Dans le petit pays sud-américain, où l'on explique fièrement qu'il existe plus de vaches - environ 10 millions - que d'habitants - 3 millions -, la récente mise en garde du Centre international de recherche sur le cancer (CIRC), l'agence cancer de l'Organisation mondiale de la santé (OMS), selon laquelle la viande rouge est "probablement cancérogène", a été accueillie par quelques haussements d'épaules. Avec un tel avertissement, "on touche au totem alimentaire" de l'Uruguay, neuvième exportateur au monde de viande mais aussi grand amateur de ce plat, estime Gustavo Laborde, anthropologue et auteur d'un livre sobrement intitulé "Le barbecue. Origine, histoire, rituel". "Si quelqu'un veut manger de la nourriture uruguayenne et qu'il est végétarien, il passe un très mauvais moment", commente-t-il avec humour.

Montevideo, capitale de 1,5 million d'habitants, ne compte qu'un restaurant végétalien et une poignée de restaurants végétariens, selon Titina Nuñez, directrice de la revue gastronomique Placer. "L'Uruguayen a beaucoup de mal à sortir de la pizza et du barbecue, il y a encore beaucoup de chemin à parcourir au niveau gastronomique. Quand un restaurant mexicain ou japonais ouvre, il finit par rajouter à sa carte une +minuta+ (plat incluant des escalopes milanaises ou des saucisses, ndlr) car sinon, il finit par fermer", raconte-t-elle.

Face aux railleries, "il faut être très tolérant et prendre les blagues avec humour ou ne pas y prêter attention, car on est vu comme des bêtes curieuses", sourit Laura Lacurcia, qui a fait le choix d'être végétalienne, donc de supprimer aussi de son régime les oeufs ou tout autre produit provenant de près ou de loin d'un animal.

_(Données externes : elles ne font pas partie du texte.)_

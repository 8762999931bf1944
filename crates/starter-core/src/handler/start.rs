use std::sync::Arc;

use async_trait::async_trait;
use starter_model::{BuildId, StartCommand, channel};
use tracing::{Instrument, Span, debug, error, info, info_span, warn};

use super::{DeliveryHandler, refuse};
use crate::{
    error::LifecycleError,
    metrics::MetricsHandle,
    node::{NodeLauncher, NodeRef},
    registry::BuildRegistry,
    report::Reporter,
    transport::{Consumer, Delivery},
};

/// Handles the start channel: launch, ack, register, watch for exit.
///
/// The ack strictly follows a successful launch. Nothing after the ack can
/// cause a reject, so a started node is never redelivered.
pub struct StartHandler {
    registry: BuildRegistry,
    launcher: Arc<dyn NodeLauncher>,
    reporter: Arc<dyn Reporter>,
    metrics: MetricsHandle,
    span: Span,
}

impl StartHandler {
    pub fn new(
        registry: BuildRegistry,
        launcher: Arc<dyn NodeLauncher>,
        reporter: Arc<dyn Reporter>,
        metrics: MetricsHandle,
        parent: &Span,
    ) -> Self {
        Self {
            registry,
            launcher,
            reporter,
            metrics,
            span: info_span!(parent: parent, "start_handler"),
        }
    }

    /// Everything up to and including the launch. Any error here rejects the delivery.
    async fn launch(&self, delivery: &Delivery) -> Result<(BuildId, NodeRef), LifecycleError> {
        let cmd = StartCommand::from_slice(&delivery.payload)?;
        let build_id = cmd.build_id.clone();
        info!(%build_id, tag = delivery.tag, "received START");

        if self.registry.contains(&build_id) {
            return Err(LifecycleError::AlreadyRegistered(build_id));
        }
        self.metrics.record_received();

        let request = cmd.to_launch_request();
        if let Err(e) = self.reporter.received(&build_id).await {
            warn!(%build_id, error = %e, "reporting `received` failed");
        }

        let node = self.launcher.launch(&request).await?;
        debug!(%build_id, launcher = self.launcher.name(), "node launched");
        Ok((build_id, node))
    }

    /// Post-launch bookkeeping; infallible from the message's point of view.
    async fn adopt(
        &self,
        consumer: &dyn Consumer,
        delivery: &Delivery,
        build_id: BuildId,
        node: NodeRef,
    ) {
        if let Err(e) = consumer.ack(delivery).await {
            warn!(%build_id, tag = delivery.tag, error = %e, "ack failed after launch; build stays owned");
        }

        if let Err(e) = self.registry.register(build_id.clone(), Arc::clone(&node)) {
            error!(%build_id, error = %e, "duplicate build launched concurrently; killing the newcomer");
            self.discard(node);
            return;
        }
        self.metrics.record_started();

        if let Err(e) = self.reporter.started(&build_id).await {
            warn!(%build_id, error = %e, "reporting `started` failed");
        }

        self.watch_exit(build_id, node);
    }

    /// Background exit watcher: its only obligation is to unregister the build.
    fn watch_exit(&self, build_id: BuildId, node: NodeRef) {
        let registry = self.registry.clone();
        let metrics = Arc::clone(&self.metrics);
        let span = info_span!(parent: &self.span, "exit_watcher", %build_id);

        tokio::spawn(
            async move {
                let outcome = node.wait().await;
                registry.unregister(&build_id);
                metrics.record_exited(outcome);
                if outcome.is_success() {
                    info!(outcome = outcome.label(), "node exited; build unregistered");
                } else {
                    warn!(outcome = outcome.label(), "node exited abnormally; build unregistered");
                }
            }
            .instrument(span),
        );
    }

    fn discard(&self, node: NodeRef) {
        let span = info_span!(parent: &self.span, "discard", build_id = %node.build_id());
        tokio::spawn(
            async move {
                if let Err(e) = node.force_terminate().await {
                    error!(error = %e, "failed to kill duplicate node");
                }
                node.wait().await;
            }
            .instrument(span),
        );
    }
}

#[async_trait]
impl DeliveryHandler for StartHandler {
    fn channel(&self) -> &'static str {
        channel::START
    }

    async fn handle(
        &self,
        consumer: &dyn Consumer,
        delivery: Delivery,
    ) -> Result<(), LifecycleError> {
        let span = self.span.clone();
        async {
            match self.launch(&delivery).await {
                Ok((build_id, node)) => {
                    self.adopt(consumer, &delivery, build_id, node).await;
                    Ok(())
                }
                Err(e) => {
                    refuse(consumer, &delivery, channel::START, &e, &self.metrics).await;
                    Err(e)
                }
            }
        }
        .instrument(span)
        .await
    }
}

Jus de viande pour les bébés

Chaque année, un Uruguayen mange en moyenne 58,6 kilos de viande de boeuf, bien plus que les 20 kilos ingurgités par le Français moyen. S'il fallait supprimer la viande du menu quotidien, "l'Uruguay n'existerait pas", s'exclame un client dans un restaurant du typique Mercado del Puerto, en plein coeur de Montevideo, des halles où l'on mange presque exclusivement des grillades. "En plus, allons savoir quels sont les intérêts cachés derrière cette information" de l'OMS, ajoute un de ses voisins, sur un ton conspirateur.

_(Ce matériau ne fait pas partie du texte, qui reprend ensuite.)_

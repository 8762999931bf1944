use anyhow::{Context, bail};
use starter_core::StarterConfig;
use starter_exec::ExecConfig;
use starter_observe::{LoggerConfig, LoggerFormat};

pub const SHUTDOWN_NODE_WAIT_MINUTES: &str = "STARTER_SHUTDOWN_NODE_WAIT_MINUTES";
pub const WATCHDOG_LIMIT: &str = "STARTER_WATCHDOG_LIMIT";
pub const NODE_PROGRAM: &str = "STARTER_NODE_PROGRAM";
pub const NODE_ARGS: &str = "STARTER_NODE_ARGS";
pub const NODE_CWD: &str = "STARTER_NODE_CWD";
pub const CHANNEL_CAPACITY: &str = "STARTER_CHANNEL_CAPACITY";
pub const LOG_LEVEL: &str = "STARTER_LOG_LEVEL";
pub const LOG_FORMAT: &str = "STARTER_LOG_FORMAT";

const DEFAULT_CAPACITY: usize = 64;

/// Everything the agent reads from its environment, read once at start.
#[derive(Debug, Clone)]
pub struct AgentConfig {
    pub starter: StarterConfig,
    pub exec: ExecConfig,
    pub logger: LoggerConfig,
    pub channel_capacity: usize,
}

impl AgentConfig {
    pub fn from_env() -> anyhow::Result<Self> {
        Self::from_lookup(|key| std::env::var(key).ok())
    }

    pub fn from_lookup(get: impl Fn(&str) -> Option<String>) -> anyhow::Result<Self> {
        let get = |key: &str| get(key).filter(|v| !v.trim().is_empty());

        let mut starter = StarterConfig::default();
        if let Some(v) = get(SHUTDOWN_NODE_WAIT_MINUTES) {
            starter = starter.with_shutdown_wait_minutes(parse(SHUTDOWN_NODE_WAIT_MINUTES, &v)?);
        }
        if let Some(v) = get(WATCHDOG_LIMIT) {
            starter = starter.with_watchdog_limit(parse(WATCHDOG_LIMIT, &v)?);
        }
        starter.validate()?;

        let Some(program) = get(NODE_PROGRAM) else {
            bail!("{NODE_PROGRAM} must be set");
        };
        let mut exec = ExecConfig::new(program);
        if let Some(args) = get(NODE_ARGS) {
            exec = exec.with_args(args.split_whitespace());
        }
        if let Some(cwd) = get(NODE_CWD) {
            exec = exec.with_cwd(cwd);
        }

        let mut logger = LoggerConfig::default();
        if let Some(level) = get(LOG_LEVEL) {
            logger = logger.with_level(level);
        }
        if let Some(format) = get(LOG_FORMAT) {
            logger = logger.with_format(format.parse()?);
        }
        if logger.format == LoggerFormat::Json {
            logger.use_color = false;
        }
        logger.validate()?;

        let channel_capacity = match get(CHANNEL_CAPACITY) {
            Some(v) => parse(CHANNEL_CAPACITY, &v)?,
            None => DEFAULT_CAPACITY,
        };
        if channel_capacity == 0 {
            bail!("{CHANNEL_CAPACITY} must be greater than zero");
        }

        Ok(Self {
            starter,
            exec,
            logger,
            channel_capacity,
        })
    }
}

fn parse<T>(key: &str, value: &str) -> anyhow::Result<T>
where
    T: std::str::FromStr,
    T::Err: std::error::Error + Send + Sync + 'static,
{
    value
        .trim()
        .parse()
        .with_context(|| format!("invalid {key}: {value:?}"))
}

Tous les dimanches, Montevideo embaume d'une odeur typiquement uruguayenne : celle du barbecue, star de toutes les réunions familiales. Et quand un agent immobilier vous fait visiter un appartement, il vous parle d'abord de la présence d'un barbecue sur la terrasse avant d'évoquer le nombre de mètres carrés. Le midi, les ouvriers improvisent souvent des barbecues directement sur le trottoir, en utilisant des parties métalliques du chantier pour y faire griller la viande. Même sur le réseau de rencontres en ligne Tinder, avoir un barbecue semble être un argument de poids, à en juger par sa présence écrasante, en toile de fond, sur les photos de profil des hommes célibataires.

Attablé à un restaurant du Mercado del Puerto, José Fernandez se souvient que, jusque dans les années 1970, les mères uruguayennes ajoutaient du jus de viande aux repas des bébés. "Au moment de la diversification alimentaire du bébé, elles mélangeaient le sang (de la viande) avec la purée", raconte ce fonctionnaire de 66 ans.

La mise en garde de l'OMS "me semble très alarmiste", confie la nutritionniste Rosana Viera. "La viande uruguayenne est très différente de celle produite dans d'autres pays", affirme-t-elle, avant d'asséner son argument de poids : "Ici les vaches sont élevées en plein air et c'est ce qui fait que la qualité, et pas seulement la quantité, de graisse est différente."